Personal information
- Full name: Bruno Foliados Suárez
- Date of birth: 17 January 1992 (age 33)
- Place of birth: Montevideo, Uruguay
- Height: 1.70 m (5 ft 7 in)
- Position(s): Winger, forward

Team information
- Current team: Cerro

Youth career
- Defensor Sporting

Senior career*
- Years: Team / Apps / (Gls)
- 2013–2014: Defensor Sporting / 1 / (0)
- 2013: → Toledo (loan) / 5 / (0)
- 2014–2015: Boston River / 19 / (4)
- 2015: Sud América / 7 / (0)
- 2016: Real España / 13 / (0)
- 2016–2019: Boston River / 62 / (7)
- 2020: Deportivo Cuenca / 7 / (1)
- 2020: Cerro Largo / 9 / (0)
- 2021–: Cerro / 2 / (0)

= Bruno Foliados =

Uruguayan footballer (born 1992)

Bruno Foliados Suárez (born 17 January 1992) is a Uruguayan professional footballer who plays as a winger or forward for Uruguayan club Cerro.

==Career==
In 2014, Foliados signed for Uruguayan second division club Boston River, where he made 19 league appearances and scored 4 goals.
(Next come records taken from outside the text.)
//! Per-class concurrency gate for one upstream service.
//!
//! Each priority class owns a lane: a FIFO semaphore sized to the class
//! limit plus a bounded waiting line. Lanes never borrow capacity from each
//! other. When a lane already has `max_queue_depth` callers waiting, new
//! callers are refused with `UpstreamError::GateSaturated` instead of
//! queueing without bound.

use crate::telemetry::metrics;
use serde::Serialize;
use std::collections::HashMap;
use std::sync::atomic::{AtomicUsize, Ordering};
use std::sync::Arc;
use tokio::sync::{OwnedSemaphorePermit, Semaphore};
use tracing::warn;
use veritas_core::{GateConfig, PriorityClass, UpstreamError, UpstreamResult};

struct Lane {
    semaphore: Arc<Semaphore>,
    limit: usize,
    waiting: AtomicUsize,
    in_flight: Arc<AtomicUsize>,
}

/// Occupancy of one lane.
#[derive(Debug, Clone, PartialEq, Eq, Serialize)]
pub struct LaneSnapshot {
    pub class: PriorityClass,
    pub limit: usize,
    pub in_flight: usize,
    pub waiting: usize,
}

/// Occupancy of a whole gate.
#[derive(Debug, Clone, PartialEq, Eq, Serialize)]
pub struct GateSnapshot {
    pub service: String,
    pub max_queue_depth: usize,
    pub lanes: Vec<LaneSnapshot>,
}

/// Admission slot. Dropping it frees the slot for the next waiter.
#[derive(Debug)]
pub struct GatePermit {
    _permit: OwnedSemaphorePermit,
    in_flight: Arc<AtomicUsize>,
}

impl Drop for GatePermit {
    fn drop(&mut self) {
        self.in_flight.fetch_sub(1, Ordering::SeqCst);
    }
}

/// Concurrency gate with one independent lane per priority class.
pub struct ConcurrencyGate {
    service: &'static str,
    max_queue_depth: usize,
    lanes: HashMap<PriorityClass, Lane>,
}

impl ConcurrencyGate {
    pub fn new(service: &'static str, config: &GateConfig) -> Self {
        let lanes = PriorityClass::ALL
            .iter()
            .map(|&class| {
                let limit = config.limit_for(class).max(1);
                (
                    class,
                    Lane {
                        semaphore: Arc::new(Semaphore::new(limit)),
                        limit,
                        waiting: AtomicUsize::new(0),
                        in_flight: Arc::new(AtomicUsize::new(0)),
                    },
                )
            })
            .collect();

        Self {
            service,
            max_queue_depth: config.max_queue_depth,
            lanes,
        }
    }

    pub fn service(&self) -> &'static str {
        self.service
    }

    fn lane(&self, class: PriorityClass) -> UpstreamResult<&Lane> {
        self.lanes
            .get(&class)
            .ok_or_else(|| UpstreamError::InvalidResponse {
                service: self.service.to_string(),
                reason: format!("no gate lane for class {}", class),
            })
    }

    /// Wait for a slot in `class`, in arrival order.
    pub async fn acquire(&self, class: PriorityClass) -> UpstreamResult<GatePermit> {
        let lane = self.lane(class)?;

        let ahead = lane.waiting.fetch_add(1, Ordering::SeqCst);
        if ahead >= self.max_queue_depth {
            lane.waiting.fetch_sub(1, Ordering::SeqCst);
            warn!(
                service = self.service,
                class = %class,
                depth = ahead,
                "Gate saturated, refusing admission"
            );
            if let Some(m) = metrics() {
                m.record_gate_saturation(self.service, class.as_str());
            }
            return Err(UpstreamError::GateSaturated {
                service: self.service.to_string(),
                class,
                depth: ahead,
            });
        }

        let waiter = WaitGuard {
            waiting: &lane.waiting,
        };
        let permit = lane.semaphore.clone().acquire_owned().await;
        drop(waiter);

        // The semaphore is never closed.
        let permit = permit.map_err(|_| UpstreamError::InvalidResponse {
            service: self.service.to_string(),
            reason: "gate closed".to_string(),
        })?;

        lane.in_flight.fetch_add(1, Ordering::SeqCst);
        Ok(GatePermit {
            _permit: permit,
            in_flight: Arc::clone(&lane.in_flight),
        })
    }

    pub fn snapshot(&self) -> GateSnapshot {
        let lanes = PriorityClass::ALL
            .iter()
            .filter_map(|class| {
                self.lanes.get(class).map(|lane| LaneSnapshot {
                    class: *class,
                    limit: lane.limit,
                    in_flight: lane.in_flight.load(Ordering::SeqCst),
                    waiting: lane.waiting.load(Ordering::SeqCst),
                })
            })
            .collect();

        GateSnapshot {
            service: self.service.to_string(),
            max_queue_depth: self.max_queue_depth,
            lanes,
        }
    }
}

/// Keeps the waiting count honest when an acquiring future is dropped.
struct WaitGuard<'a> {
    waiting: &'a AtomicUsize,
}

impl Drop for WaitGuard<'_> {
    fn drop(&mut self) {
        self.waiting.fetch_sub(1, Ordering::SeqCst);
    }
}

impl std::fmt::Debug for ConcurrencyGate {
    fn fmt(&self, f: &mut std::fmt::Formatter<'_>) -> std::fmt::Result {
        f.debug_struct("ConcurrencyGate")
            .field("service", &self.service)
            .field("max_queue_depth", &self.max_queue_depth)
            .finish()
    }
}

// ============================================================================
// UNIT TESTS
// ============================================================================
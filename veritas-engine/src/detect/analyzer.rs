//! Content analyzer: substantiveness scoring.

use super::vocab::{
    clusters_of, contains_any, ABSOLUTE_MARKERS, EVIDENCE_MARKERS, NEGATORS, TEMPORAL_MARKERS,
    TOPIC_CLUSTERS, UNCERTAINTY_MARKERS,
};
use crate::constants::*;
use once_cell::sync::Lazy;
use regex::Regex;
use serde::{Deserialize, Serialize};
use veritas_core::normalize_text;

static CLAIM_PATTERN: Lazy<Option<Regex>> = Lazy::new(|| {
    Regex::new(r"\b(is|are|was|were|causes?|cures?|prevents?|proves?|never|always)\b").ok()
});

/// Substantiveness score plus the linguistic flags behind it.
#[derive(Debug, Clone, Copy, PartialEq, Serialize, Deserialize)]
pub struct ContentAnalysis {
    /// In [0, 1].
    pub score: f32,
    pub has_uncertainty: bool,
    pub has_temporal_qualifier: bool,
    pub has_absolute_language: bool,
    pub has_evidence_markers: bool,
    pub has_high_impact_topic: bool,
}

impl ContentAnalysis {
    pub fn is_substantive(&self, threshold: f32) -> bool {
        self.score >= threshold
    }
}

/// Score a raw message. Pure; callers cache by content key.
pub fn analyze(text: &str) -> ContentAnalysis {
    let normalized = normalize_text(text);
    let tokens: Vec<&str> = normalized.split_whitespace().collect();
    let length = text.trim().chars().count();

    let has_topic = !clusters_of(&normalized, TOPIC_CLUSTERS).is_empty();
    let has_claim = CLAIM_PATTERN
        .as_ref()
        .map(|re| re.is_match(&normalized))
        .unwrap_or(false);
    let has_negation = tokens.iter().any(|t| NEGATORS.contains(t));
    let has_evidence = contains_any(&normalized, EVIDENCE_MARKERS) || text.contains('%');
    let has_absolute = contains_any(&normalized, ABSOLUTE_MARKERS);
    let has_uncertainty = contains_any(&normalized, UNCERTAINTY_MARKERS);
    let has_temporal = contains_any(&normalized, TEMPORAL_MARKERS);

    let mut score = ANALYZER_BASELINE;
    if has_topic {
        score += WEIGHT_TOPIC;
    }
    if has_claim {
        score += WEIGHT_CLAIM;
    }
    if has_negation {
        score += WEIGHT_NEGATION;
    }
    if has_evidence {
        score += WEIGHT_EVIDENCE;
    }
    if has_absolute {
        score += WEIGHT_ABSOLUTE;
    }
    if length > LONG_LENGTH_CHARS {
        score += WEIGHT_LONG_LENGTH;
    } else if length > MEDIUM_LENGTH_CHARS {
        score += WEIGHT_MEDIUM_LENGTH;
    }
    if has_uncertainty {
        score -= PENALTY_UNCERTAINTY;
    }
    if length < VERY_SHORT_CHARS && !has_topic {
        score -= PENALTY_VERY_SHORT;
    }
    if length < PREFILTER_MIN_CHARS && !has_topic {
        score = score.min(TINY_MESSAGE_CEILING);
    }

    ContentAnalysis {
        score: score.clamp(0.0, 1.0),
        has_uncertainty,
        has_temporal_qualifier: has_temporal,
        has_absolute_language: has_absolute,
        has_evidence_markers: has_evidence,
        has_high_impact_topic: has_topic,
    }
}


#[cfg(test)]
mod prop_tests {
    use super::*;
    use proptest::prelude::*;

    proptest! {
        #[test]
        fn prop_score_in_unit_range(s in "\\PC{0,300}") {
            let score = analyze(&s).score;
            prop_assert!((0.0..=1.0).contains(&score));
        }

        #[test]
        fn prop_three_chars_without_topic_below_threshold(s in "[a-z0-9%!?. ]{3}") {
            prop_assume!(!analyze(&s).has_high_impact_topic);
            prop_assert!(analyze(&s).score < veritas_core::DEFAULT_SUBSTANTIVE_THRESHOLD);
        }
    }
}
On 13 September 2014, he debuted for Boston River in a 2–0 win over Plaza Colonia. On 5 October 2014, Foliados scored his first goal for Boston River in a 1–1 draw with Rocha.

Before the second half of the 2015–16 season, Foliados signed for Honduran team Real España.

Before the 2020 season, Foliados signed for Deportivo Cuenca in Ecuador, where he suffered a skull fracture.